Transsphenoidal excision of pituitary microadenoma was done in Dec. 2000. Patient was started on prednisolone and bromocryptine. She missed her menses in Feb. 2001. Last S. Prolactin levels were 23 ng/ml on 10.2.01. Bromocryptine was omitted. Ultrasound done on 7.3.01 showed live single intrauterine pregnancy of 7 wks. Patient followed regularly her S. T3, T4, TSH and Prolactin were repeated at 3 monthly intervals. Patient had a fullterm caesarean section on 25.10.01 male child 2.6 kg cried immediately with apgar score of 8,9,9. Wound healing was good. She had flat nipples, needed help in breast feeding. She was discharged on 8th day after surgery and was advised to continue prednisolone at least for 2 more months.


fig.1
Fig 1: Showing microadenoma with haemorraghic
component in left aspect of pituitary gland.


DISCUSSION

Hyperprolactinaemia is a frequent cause of amenorrhoea, infertility and galactorrhoea in young women and a pituitary microadenoma is the most common cause of spontaneous hyperprolactinaemia.[2] Hyperprolactinaemia is seen in 15% of anovulatory women. 30% to 80% of women with hyperprolactinaemia will have galactorrhoea.

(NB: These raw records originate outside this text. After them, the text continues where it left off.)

pub mod channels;
pub mod directory;
pub mod errors;
pub mod events;
pub mod ids;
pub mod membership;
pub mod store;

pub use channels::{Channel, ChannelKind, Guild};
pub use directory::VoiceDirectory;
pub use errors::{ControlError, ControlResult};
pub use events::VoiceStateChange;
pub use ids::{ChannelId, GuildId, UserId};
pub use membership::{resolve_members, Member, Occupant};
pub use store::InMemoryStore;
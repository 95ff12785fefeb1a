//! Discord event source: serenity gateway events in, cache lookups out.

use std::sync::Arc;

use serenity::all::{
    Cache, ChannelId as DiscordChannelId, ChannelType, Context, EventHandler,
    GuildId as DiscordGuildId, Ready, VoiceState,
};
use tokio::sync::mpsc;
use tracing::{info, warn};
use vs_control::{
    Channel, ChannelId, ChannelKind, ControlError, ControlResult, Guild, GuildId, Occupant, UserId,
    VoiceDirectory, VoiceStateChange,
};

/// Forwards voice-state updates to the engine. Never blocks the shard.
pub struct VoiceEvents {
    tx: mpsc::UnboundedSender<VoiceStateChange>,
}

impl VoiceEvents {
    pub fn new(tx: mpsc::UnboundedSender<VoiceStateChange>) -> Self {
        Self { tx }
    }
}

#[async_trait::async_trait]
impl EventHandler for VoiceEvents {
    async fn ready(&self, _ctx: Context, ready: Ready) {
        info!(user = %ready.user.name, guilds = ready.guilds.len(), "logged in to discord");
    }

    async fn voice_state_update(&self, _ctx: Context, old: Option<VoiceState>, new: VoiceState) {
        let Some(guild_id) = new.guild_id.or_else(|| old.as_ref().and_then(|o| o.guild_id)) else {
            return;
        };

        let change = VoiceStateChange {
            guild_id: GuildId::new(guild_id.get().to_string()),
            previous: old.and_then(|o| o.channel_id).map(to_channel_id),
            next: new.channel_id.map(to_channel_id),
        };
        if self.tx.send(change).is_err() {
            warn!("engine stopped, dropping voice state update");
        }
    }
}

/// Live membership from serenity's cache.
pub struct DiscordDirectory {
    cache: Arc<Cache>,
}

impl DiscordDirectory {
    pub fn new(cache: Arc<Cache>) -> Self {
        Self { cache }
    }
}

#[async_trait::async_trait]
impl VoiceDirectory for DiscordDirectory {
    async fn channel(&self, guild_id: &GuildId, id: &ChannelId) -> Option<Channel> {
        let gid = parse_guild_id(guild_id)?;
        let cid = parse_channel_id(id)?;
        let guild = self.cache.guild(gid)?;
        let ch = guild.channels.get(&cid)?;

        Some(Channel {
            id: id.clone(),
            guild: Guild {
                id: guild_id.clone(),
                name: guild.name.clone(),
            },
            name: ch.name.clone(),
            kind: channel_kind(ch.kind),
        })
    }

    async fn occupants(
        &self,
        guild_id: &GuildId,
        id: &ChannelId,
    ) -> ControlResult<Vec<Occupant>> {
        let gid = parse_guild_id(guild_id).ok_or(ControlError::NotFound("guild"))?;
        let cid = parse_channel_id(id).ok_or(ControlError::NotFound("channel"))?;
        let guild = self.cache.guild(gid).ok_or(ControlError::NotFound("guild"))?;
        if !guild.channels.contains_key(&cid) {
            return Err(ControlError::NotFound("channel"));
        }

        let occupants = guild
            .voice_states
            .values()
            .filter(|vs| vs.channel_id == Some(cid))
            .map(|vs| {
                // the guild member list can lag behind the voice state's own copy
                let member = guild.members.get(&vs.user_id).or(vs.member.as_ref());
                Occupant {
                    user_id: UserId::new(vs.user_id.get().to_string()),
                    nickname: member.and_then(|m| m.nick.clone()),
                    username: member.map(|m| m.user.name.clone()).unwrap_or_default(),
                }
            })
            .collect();
        Ok(occupants)
    }
}

fn to_channel_id(id: DiscordChannelId) -> ChannelId {
    ChannelId::new(id.get().to_string())
}

fn parse_channel_id(id: &ChannelId) -> Option<DiscordChannelId> {
    id.as_str()
        .parse::<u64>()
        .ok()
        .filter(|v| *v != 0)
        .map(DiscordChannelId::new)
}

fn parse_guild_id(id: &GuildId) -> Option<DiscordGuildId> {
    id.as_str()
        .parse::<u64>()
        .ok()
        .filter(|v| *v != 0)
        .map(DiscordGuildId::new)
}

fn channel_kind(kind: ChannelType) -> ChannelKind {
    match kind {
        ChannelType::Voice => ChannelKind::Voice,
        ChannelType::Stage => ChannelKind::Stage,
        ChannelType::Text => ChannelKind::Text,
        _ => ChannelKind::Other,
    }
}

It is postulated that abnormal release of prolactin produce a rise in hypothalamic dopamine which may interfere with gonadotrophin release by altering the secretion of norepinephrine. It also interferes with midcycle LH surge and directly inhibits ovarian steroidogenesis.

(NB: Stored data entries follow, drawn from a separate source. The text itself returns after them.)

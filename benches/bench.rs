use advent::util::{manhattan_distance, neighbors4, neighbors8, read_grid};
use criterion::{Criterion, criterion_group, criterion_main};
use std::fmt::Write;
use std::hint::black_box;

/// A size x size grid of alternating wall/floor characters.
fn synthetic_grid(size: usize) -> String {
    let mut text = String::with_capacity(size * (size + 1));
    for y in 0..size {
        for x in 0..size {
            text.push(if (x + y) % 2 == 0 { '#' } else { '.' });
        }
        let _ = writeln!(text);
    }
    text
}

fn bench_read_grid(c: &mut Criterion) {
    let text = synthetic_grid(512);

    c.bench_function("read_grid_512", |b| {
        b.iter(|| read_grid(black_box(&text)).unwrap());
    });
}

fn bench_neighbors(c: &mut Criterion) {
    c.bench_function("neighbors4_bounded_sweep", |b| {
        b.iter(|| {
            let mut total = 0usize;
            for y in 0..128 {
                for x in 0..128 {
                    total += neighbors4(black_box(x), black_box(y), Some((128, 128))).len();
                }
            }
            total
        });
    });

    c.bench_function("neighbors8_unbounded_sweep", |b| {
        b.iter(|| {
            let mut total = 0usize;
            for y in 0..128 {
                for x in 0..128 {
                    total += neighbors8(black_box(x), black_box(y), None).len();
                }
            }
            total
        });
    });
}

fn bench_manhattan(c: &mut Criterion) {
    let points: Vec<(i64, i64)> = (0..1024).map(|i| (i * 7 % 311 - 150, i * 13 % 257 - 128)).collect();

    c.bench_function("manhattan_distance_pairs", |b| {
        b.iter(|| {
            points
                .windows(2)
                .map(|pair| manhattan_distance(black_box(pair[0]), black_box(pair[1])))
                .sum::<u64>()
        });
    });
}

fn bench_grid_walk(c: &mut Criterion) {
    let grid = read_grid(&synthetic_grid(256)).unwrap();

    c.bench_function("grid_neighbors4_full_scan", |b| {
        b.iter(|| {
            let mut floors = 0usize;
            for y in 0..grid.height() {
                for x in 0..grid.width() {
                    floors += grid
                        .neighbors4(x, y)
                        .into_iter()
                        .filter(|&(nx, ny)| grid.get(nx, ny) == Some('.'))
                        .count();
                }
            }
            floors
        });
    });
}

criterion_group!(
    benches,
    bench_read_grid,
    bench_neighbors,
    bench_manhattan,
    bench_grid_walk
);
criterion_main!(benches);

The indications for treatment of hyperprolactinaemia are[3]

1. The presence of significant symptoms, such as infertility, ovulatory dysfunction or galactorrhoea in women.

2. The presence of significant signs such as visual field defects or cranial nerve palsies.

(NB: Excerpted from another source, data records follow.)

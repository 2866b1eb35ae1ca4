#![warn(clippy::all, clippy::pedantic, clippy::nursery, clippy::cargo)]
//! One module per puzzle day, plus the registry over them.
//!
//! Adding a day is a two-line change: declare the module and register it in
//! the [`all_days!`] invocation below. The macro generates the [`DayImpls`]
//! enum with `from_number`/`number`/`label`/`ALL` and a `run` dispatcher
//! over the day structs.

pub mod day01;
pub mod day02;
pub mod day03;
pub mod day04;
pub mod day05;
pub mod day06;
pub mod day07;
pub mod day08;
pub mod day09;
pub mod day10;
pub mod day11;
pub mod day12;

use advent_macros::all_days;

all_days! {
    enum_name = DayImpls,
    days: [
        day01 => 1,
        day02 => 2,
        day03 => 3,
        day04 => 4,
        day05 => 5,
        day06 => 6,
        day07 => 7,
        day08 => 8,
        day09 => 9,
        day10 => 10,
        day11 => 11,
        day12 => 12,
    ],
}

#[cfg(test)]
mod tests {
    use super::DayImpls;
    use crate::runner::{FIRST_DAY, LAST_DAY};

    #[test]
    fn registry_covers_the_event_range() {
        for day in FIRST_DAY..=LAST_DAY {
            let entry = DayImpls::from_number(day)
                .unwrap_or_else(|| panic!("day {day} not registered"));
            assert_eq!(entry.number(), day);
        }
    }

    #[test]
    fn out_of_range_days_are_unregistered() {
        assert_eq!(DayImpls::from_number(0), None);
        assert_eq!(DayImpls::from_number(LAST_DAY + 1), None);
        assert_eq!(DayImpls::from_number(u8::MAX), None);
    }

    #[test]
    fn labels_match_module_names() {
        assert_eq!(DayImpls::from_number(1).unwrap().label(), "day01");
        assert_eq!(DayImpls::from_number(12).unwrap().label(), "day12");
    }

    #[test]
    fn all_lists_every_day_once() {
        assert_eq!(DayImpls::ALL.len(), usize::from(LAST_DAY));
        for (idx, entry) in DayImpls::ALL.iter().enumerate() {
            assert_eq!(usize::from(entry.number()), idx + 1);
        }
    }

    #[test]
    fn every_scaffold_day_runs_to_unimplemented() {
        for entry in DayImpls::ALL {
            let report = entry.run("line one\nline two\n").unwrap();
            assert_eq!(report.day, entry.number());
            assert_eq!(report.part_one.answer, None);
            assert_eq!(report.part_two.answer, None);
        }
    }
}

3. Abnormal test results including visulisation of pituitary mass or lesion or detection of osteopenia.

Management options available are:

1. Medical management with dopamine receptor agonists such as bromocryptine, methysergide bromocryptine.[4,6]

2. Radiation : this is not the primary mode of therapy as radiation may damage the surrounding normal pituitary tissue causing diabetes insipidus and also damage to the optic nerve.

3. Surgery : Transsphenoidal microsurgical resection of prolactinomas for tumours that do not respond to medical therapy.

Gammaknife radiosurgery as a primary treatment for pituitary adenomas may be safe and effective.[5]

Medical treatment is the initial treatment of choice but Transsphenoidal surgery remains an option especially for patients with microadenoma when medical therapy is ineffective.[6]

REFERENCES

1.Nomikos P, Buchfelder M. Current management of prolactinomas. J Neurooncol 2001; 54 : 139-50.

2.Seri O. Progress in management of hyperprolactinaemia. N Engl J Med 1994; 331 : 942-44.

3.Olive D. Indications for hyperprolactinaemia therapy. J Reprod Med 1999; 44 (12 suppl) : 1091-4.

4.Webster J. Dopamine agonists therapy in hyperprolactinaemia. J Reprod Med 1999; 44 (12 suppl) : 1105-10.

5.Zhang N, Pan L. Gamma Knife radiosurgery as a primary surgical treatment for hypersecreting pituitary adenomas. Stereotact Funct Neurosurg 2000; 75 (2-3) : 123.


6.Molitch ME. Medical treatment of prolactinomas. Endocrinol Met Clin North Am 1999; 28 (1) : 143-69.